Chapter 3 describes the construction of multinickel complexes supported by the same triphosphine ligand from Chapter 2. This chapter shows how the central arene in the ligand’s triarylbenzene framework can interact with dinickel and trinickel moieties in various binding modes. X-ray diffraction studies indicated that all compounds display strong metal–arene interactions. A cofacial triangulo nickel(0) complex supported by this ligand scaffold was also isolated and characterized. This chapter demonstrates the use of an arene as versatile ligand design element for small molecular clusters.

Chapter 4 presents the syntheses of a series of discrete mixed transition metal Mn oxido clusters and their characterization. The synthesis of these oxide clusters displaying two types of transition metals were targeted for systematic metal composition-property studies relevant to mixed transition metal oxides employed in electrocatalysis. A series of heterometallic trimanganese tetraoxido cubanes capped with a redox-active metal [MMn₃O₄] (M = Fe, Co, Ni, Cu) was synthesized starting from a [CaMn₃O₄] precursor and structurally characterized by X-ray crystallography and anomalous diffraction to conclusively determine that M is incorporated at a single position in the cluster. The electrochemical properties of these complexes were studied via cyclic voltammetry. The redox chemistry of the series of complexes was investigated by the addition of a reductant and oxidant. X-ray absorption and electron paramagnetic resonance spectroscopies were also employed to evaluate the product of the oxidation/reduction reaction to determine the site of electron transfer given the presence of two types of redox-active metals. Additional studies on oxygen atom transfer reactivities of [MMn₃O₄] and [MMn₃O₂] series were performed to investigate the effect of the heterometal M in the reaction rates.

Chapter 5 focuses on the use of [CoMn₃O₄] and [NiMn₃O₄] cubane complexes discussed in Chapter 4 as precursors to heterogeneous oxygen evolution reaction (OER) electrocatalysts.

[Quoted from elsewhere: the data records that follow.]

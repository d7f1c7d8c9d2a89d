//! Configuration error module.
//!
//! This module defines error types that may occur during configuration
//! loading, parsing, and validation operations.

use std::path::PathBuf;
use thiserror::Error;

/// Errors that can occur during configuration operations.
#[derive(Error, Debug)]
pub enum ConfigError {
    /// Error when the configuration file is missing.
    #[error("configuration file not found: {}", .0.display())]
    FileNotFound(PathBuf),

    /// Error when parsing the configuration sources.
    #[error("failed to parse configuration: {0}")]
    ParseError(String),

    /// Error when validating the configuration.
    #[error("configuration validation error: {0}")]
    ValidationError(String),
}
//! Mokulua Compound-Word Analyzer Library
//!
//! This library contains the core components of the Mokulua analyzer: the
//! word trie and segmentation engine, the word-list loader, and the report
//! aggregation used by the command-line binary. It is designed to be used
//! by the binary crate, but can also be used as a dependency by other
//! projects.
//!
//! # Architecture
//!
//! The analyzer is designed with the following principles in mind:
//! - Strict component boundaries: the loader is the only place raw text is
//!   sanitized; everything downstream assumes validated input
//! - The core structures are total functions over their documented
//!   preconditions and carry no error taxonomy
//! - Build once, read forever: the trie is populated during setup and only
//!   borrowed immutably afterwards

// Re-export public modules
pub mod config;
pub mod data_structures;
pub mod error;
pub mod lexicon;
pub mod report;

// Internal modules that are not part of the public API
#[cfg(test)]
pub(crate) mod tests;

/// Version information for the Mokulua analyzer.
pub const VERSION: &str = env!("CARGO_PKG_VERSION");

/// Library initialization function
pub fn init() -> error::MokuluaResult<()> {
    // Initialize default configuration
    config::init_default_config()?;

    Ok(())
}
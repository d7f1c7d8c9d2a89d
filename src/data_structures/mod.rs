//! Data structures for the Mokulua compound-word analyzer.
//!
//! This module contains the two structures the analysis is built on: the
//! word trie that stores the dictionary, and the segmentation engine that
//! reads it. Both are single-threaded by design; the trie is populated
//! once during setup and only ever borrowed immutably afterwards.

pub mod lanai_trie;
pub mod makai_segmenter;

// Re-export common data structures
pub use lanai_trie::LanaiTrie;
pub use makai_segmenter::{MakaiSegmenter, Segmentation};
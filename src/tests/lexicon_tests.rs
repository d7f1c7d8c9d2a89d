//! Tests for the word-list loader.

use proptest::prelude::*;

use crate::config::LexiconConfig;
use crate::error::lexicon::LexiconError;
use crate::lexicon::{self, normalize_line};
use crate::tests::test_utils::{create_test_dir, noisy_line_strategy, write_word_file};

#[test]
fn test_normalize_strips_and_folds() {
    assert_eq!(normalize_line("Hello, World!"), "helloworld");
    assert_eq!(normalize_line("cat"), "cat");
    assert_eq!(normalize_line("CAT"), "cat");
    assert_eq!(normalize_line("c4t "), "ct");
    assert_eq!(normalize_line("42"), "");
    assert_eq!(normalize_line(""), "");
    assert_eq!(normalize_line("naïve"), "nave");
}

#[test]
fn test_load_sorts_and_skips_empty_lines() {
    let dir = create_test_dir().unwrap();
    let path = write_word_file(&dir, "words.txt", &["dog", "", "cat", "  ", "apple", "42"]);

    let words = lexicon::load(&path, &LexiconConfig::default()).unwrap();
    assert_eq!(words, ["apple", "cat", "dog"]);
}

#[test]
fn test_load_keeps_duplicates() {
    let dir = create_test_dir().unwrap();
    let path = write_word_file(&dir, "words.txt", &["cat", "dog", "cat"]);

    let words = lexicon::load(&path, &LexiconConfig::default()).unwrap();
    assert_eq!(words, ["cat", "cat", "dog"]);
}

#[test]
fn test_load_case_folds_before_sorting() {
    let dir = create_test_dir().unwrap();
    let path = write_word_file(&dir, "words.txt", &["Banana", "apple", "CHERRY"]);

    let words = lexicon::load(&path, &LexiconConfig::default()).unwrap();
    assert_eq!(words, ["apple", "banana", "cherry"]);
}

#[test]
fn test_load_skips_words_over_the_length_limit() {
    let dir = create_test_dir().unwrap();
    let path = write_word_file(&dir, "words.txt", &["short", "waytoolongword"]);

    let config = LexiconConfig {
        max_word_length: 8,
    };
    let words = lexicon::load(&path, &config).unwrap();
    assert_eq!(words, ["short"]);
}

#[test]
fn test_load_missing_file_is_an_error() {
    let dir = create_test_dir().unwrap();
    let path = dir.path().join("does_not_exist.txt");

    let err = lexicon::load(&path, &LexiconConfig::default()).unwrap_err();
    assert!(matches!(err, LexiconError::Unreadable { .. }));
    assert!(err.to_string().contains("does_not_exist.txt"));
}

proptest! {
    // Property: every loaded word is non-empty lowercase ASCII within the
    // configured length, and the list is sorted.
    #[test]
    fn prop_loaded_words_are_normalized(lines in prop::collection::vec(noisy_line_strategy(), 0..30)) {
        let dir = create_test_dir().unwrap();
        let line_refs: Vec<&str> = lines.iter().map(String::as_str).collect();
        let path = write_word_file(&dir, "words.txt", &line_refs);

        let config = LexiconConfig::default();
        let words = lexicon::load(&path, &config).unwrap();

        for word in &words {
            prop_assert!(!word.is_empty());
            prop_assert!(word.len() <= config.max_word_length);
            prop_assert!(word.bytes().all(|b| b.is_ascii_lowercase()));
        }
        prop_assert!(words.windows(2).all(|pair| pair[0] <= pair[1]));
    }
}
//! Lexicon error module.
//!
//! Errors raised while turning a word-list file into validated dictionary
//! words. These are the only user-visible failures in the system; the core
//! structures downstream of the loader are total over their inputs.

use std::path::PathBuf;
use thiserror::Error;

/// Errors that can occur while loading a word list.
#[derive(Error, Debug)]
pub enum LexiconError {
    /// Error when the word-list file cannot be opened.
    #[error("cannot load words from '{}': {source}", path.display())]
    Unreadable {
        /// The path that failed to open.
        path: PathBuf,
        /// The underlying IO error.
        source: std::io::Error,
    },

    /// Error when reading a line from an opened word-list file fails.
    #[error("failed reading words from '{}': {source}", path.display())]
    Read {
        /// The path being read.
        path: PathBuf,
        /// The underlying IO error.
        source: std::io::Error,
    },
}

These well-defined complexes were dropcasted on electrodes with/without heat treatment, and the OER activities of the resulting films were evaluated. Multiple spectroscopic techniques were performed on the surface of the electrocatalysts to gain insight into the structure-function relationships based on the heterometallic composition. Depending on film preparation, the Co-Mn-oxide was found to change metal composition during catalysis, while the Ni-Mn oxide maintained the NiMn3 ratio. These studies represent the use of discrete heterometallic-oxide clusters as precursors for heterogeneous water oxidation catalysts.

Appendix A describes the ongoing effort to synthesize a series of heteromultimetallic [MMn₃X] clusters (X = O, S, F). Complexes such as [ZnMn₃O], [CoMn₃O], [Mn₃S], and [Mn₄F] have been synthesized and structurally characterized. An amino-bis-oxime ligand (PRABO) has been installed on the [ZnMn₃O] cluster. Upon the addition of O₂, the desymmetrized [ZnMn₃O] cluster only underwent an outer-sphere, one-electron oxidation. Efforts to build and manipulate other heterometallic [MMn₃X] clusters are still ongoing, targeting O₂ binding and reduction. Appendix B summarizes the multiple synthetic approaches to build a [Co₄O₄]-cubane complex relevant to heterogeneous OER electrocatalysis. Starting with the tricobalt cluster [LCo₃(O₂CR)₃] and treatment various strong oxidants that can serve as oxygen atom source in the presence Co²⁺ salt only yielded tricobalt mono–oxo complexes. Appendix C presents the efforts to model the H-cluster framework of [FeFe]-hydrogenase by incorporating a synthetic diiron complex onto a protein-supported or a synthetic ligand-supported [Fe₄S₄]-cluster. The mutant ferredoxin with a [Fe₄S₄]-cluster and triscarbene ligand have been characterized by multiple spectroscopic techniques. The reconstruction of an H-cluster mimic has not yet been achieved, due to the difficulty of obtaining crystallographic evidence and the ambiguity of the EPR results.